Task item –
Scan the data below for lines holding the word "types", and copy each line found.

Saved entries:
........

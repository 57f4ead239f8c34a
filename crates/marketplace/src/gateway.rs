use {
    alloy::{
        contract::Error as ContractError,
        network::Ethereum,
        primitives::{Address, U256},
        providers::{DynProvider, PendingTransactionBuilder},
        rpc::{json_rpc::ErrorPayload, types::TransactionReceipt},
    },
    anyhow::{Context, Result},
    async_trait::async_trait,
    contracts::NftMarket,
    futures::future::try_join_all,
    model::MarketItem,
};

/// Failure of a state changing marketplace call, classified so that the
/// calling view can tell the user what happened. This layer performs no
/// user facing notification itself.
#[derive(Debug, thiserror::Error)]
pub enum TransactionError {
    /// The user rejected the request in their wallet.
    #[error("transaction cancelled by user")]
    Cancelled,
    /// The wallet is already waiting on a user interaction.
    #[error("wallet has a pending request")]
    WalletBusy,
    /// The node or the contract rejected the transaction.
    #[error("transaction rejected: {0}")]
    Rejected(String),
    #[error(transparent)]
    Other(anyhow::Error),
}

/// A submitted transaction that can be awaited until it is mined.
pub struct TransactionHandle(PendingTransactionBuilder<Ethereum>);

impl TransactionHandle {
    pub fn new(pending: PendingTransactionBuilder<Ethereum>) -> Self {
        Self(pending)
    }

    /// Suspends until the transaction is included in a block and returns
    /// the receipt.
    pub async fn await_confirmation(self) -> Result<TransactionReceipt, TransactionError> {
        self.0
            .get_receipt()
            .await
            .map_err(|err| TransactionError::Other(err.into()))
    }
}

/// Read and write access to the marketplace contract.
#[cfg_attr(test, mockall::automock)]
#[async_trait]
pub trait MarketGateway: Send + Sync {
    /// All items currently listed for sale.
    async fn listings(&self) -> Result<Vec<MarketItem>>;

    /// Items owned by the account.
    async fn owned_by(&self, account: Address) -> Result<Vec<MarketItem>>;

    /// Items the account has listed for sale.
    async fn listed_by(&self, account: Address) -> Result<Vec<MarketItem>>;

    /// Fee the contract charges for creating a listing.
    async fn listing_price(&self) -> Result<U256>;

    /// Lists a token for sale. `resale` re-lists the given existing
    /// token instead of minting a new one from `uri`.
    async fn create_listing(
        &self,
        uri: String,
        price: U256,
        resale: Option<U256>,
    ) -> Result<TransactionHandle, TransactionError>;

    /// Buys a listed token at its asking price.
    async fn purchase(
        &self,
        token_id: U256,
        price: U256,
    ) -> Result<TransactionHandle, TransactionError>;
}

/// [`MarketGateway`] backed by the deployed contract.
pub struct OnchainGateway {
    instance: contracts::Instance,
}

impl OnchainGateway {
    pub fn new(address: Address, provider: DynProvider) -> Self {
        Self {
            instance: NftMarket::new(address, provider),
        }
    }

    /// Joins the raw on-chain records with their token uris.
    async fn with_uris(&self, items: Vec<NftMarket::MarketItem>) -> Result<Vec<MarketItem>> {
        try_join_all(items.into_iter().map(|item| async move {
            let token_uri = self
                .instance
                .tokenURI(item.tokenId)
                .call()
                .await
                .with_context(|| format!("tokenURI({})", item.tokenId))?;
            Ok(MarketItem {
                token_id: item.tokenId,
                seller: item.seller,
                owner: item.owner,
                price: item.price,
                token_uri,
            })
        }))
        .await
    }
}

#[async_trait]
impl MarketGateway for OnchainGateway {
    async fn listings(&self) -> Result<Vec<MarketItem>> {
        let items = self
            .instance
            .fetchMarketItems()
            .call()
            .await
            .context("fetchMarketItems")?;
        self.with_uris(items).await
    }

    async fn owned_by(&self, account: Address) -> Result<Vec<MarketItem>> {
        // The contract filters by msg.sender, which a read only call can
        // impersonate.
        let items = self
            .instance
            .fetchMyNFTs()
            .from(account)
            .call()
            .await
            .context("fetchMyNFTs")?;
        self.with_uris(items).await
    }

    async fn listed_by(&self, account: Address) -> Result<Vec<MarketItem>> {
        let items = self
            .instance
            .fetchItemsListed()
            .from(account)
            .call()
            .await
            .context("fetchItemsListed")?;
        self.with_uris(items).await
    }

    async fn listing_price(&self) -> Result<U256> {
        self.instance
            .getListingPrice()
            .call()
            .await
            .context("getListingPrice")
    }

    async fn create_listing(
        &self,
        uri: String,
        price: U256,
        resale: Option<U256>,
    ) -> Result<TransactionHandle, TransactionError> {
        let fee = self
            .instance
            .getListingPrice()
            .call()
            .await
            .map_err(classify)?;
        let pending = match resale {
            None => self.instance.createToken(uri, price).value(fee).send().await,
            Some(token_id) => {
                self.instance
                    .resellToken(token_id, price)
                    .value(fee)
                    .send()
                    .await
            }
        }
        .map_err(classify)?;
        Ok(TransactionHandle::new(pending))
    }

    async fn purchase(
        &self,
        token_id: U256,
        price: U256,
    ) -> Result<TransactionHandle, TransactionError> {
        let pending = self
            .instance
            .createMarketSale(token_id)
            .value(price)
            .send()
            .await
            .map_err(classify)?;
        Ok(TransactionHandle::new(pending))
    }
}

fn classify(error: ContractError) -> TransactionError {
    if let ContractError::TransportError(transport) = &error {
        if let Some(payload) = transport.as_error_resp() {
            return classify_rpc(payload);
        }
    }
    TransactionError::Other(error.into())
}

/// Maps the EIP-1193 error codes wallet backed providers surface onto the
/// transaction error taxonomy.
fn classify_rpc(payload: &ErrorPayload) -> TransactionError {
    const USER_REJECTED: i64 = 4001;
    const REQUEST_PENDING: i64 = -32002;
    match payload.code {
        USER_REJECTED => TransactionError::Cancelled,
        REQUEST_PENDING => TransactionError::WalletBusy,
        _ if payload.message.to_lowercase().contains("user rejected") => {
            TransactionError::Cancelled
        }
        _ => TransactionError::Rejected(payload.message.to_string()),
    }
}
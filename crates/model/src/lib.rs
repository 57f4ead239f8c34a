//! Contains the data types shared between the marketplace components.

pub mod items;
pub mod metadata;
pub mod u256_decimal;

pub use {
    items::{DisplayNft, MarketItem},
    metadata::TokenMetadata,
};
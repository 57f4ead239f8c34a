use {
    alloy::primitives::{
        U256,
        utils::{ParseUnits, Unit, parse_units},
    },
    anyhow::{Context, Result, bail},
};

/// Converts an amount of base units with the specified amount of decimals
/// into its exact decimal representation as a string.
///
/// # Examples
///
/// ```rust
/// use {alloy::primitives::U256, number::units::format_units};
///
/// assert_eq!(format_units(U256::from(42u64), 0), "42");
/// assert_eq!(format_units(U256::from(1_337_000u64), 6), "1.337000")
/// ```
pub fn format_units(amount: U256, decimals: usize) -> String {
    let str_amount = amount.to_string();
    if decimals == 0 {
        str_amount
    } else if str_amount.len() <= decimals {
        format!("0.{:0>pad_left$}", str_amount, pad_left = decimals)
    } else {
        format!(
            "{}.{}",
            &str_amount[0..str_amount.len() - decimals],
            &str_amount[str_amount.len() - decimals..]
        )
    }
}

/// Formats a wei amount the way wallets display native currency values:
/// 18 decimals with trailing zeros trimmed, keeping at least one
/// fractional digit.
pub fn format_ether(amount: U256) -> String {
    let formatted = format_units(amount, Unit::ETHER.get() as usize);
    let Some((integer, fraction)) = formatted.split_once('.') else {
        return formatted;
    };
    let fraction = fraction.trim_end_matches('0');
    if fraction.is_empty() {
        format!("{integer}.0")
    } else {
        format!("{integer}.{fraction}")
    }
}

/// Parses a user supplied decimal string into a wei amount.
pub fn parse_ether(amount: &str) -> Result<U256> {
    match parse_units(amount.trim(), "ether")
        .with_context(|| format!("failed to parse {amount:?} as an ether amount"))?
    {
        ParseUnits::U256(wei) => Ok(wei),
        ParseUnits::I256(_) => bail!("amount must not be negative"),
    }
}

........

Exercise solution –
        rpc::{json_rpc::ErrorPayload, types::TransactionReceipt},
//! Contains the data types shared between the marketplace components.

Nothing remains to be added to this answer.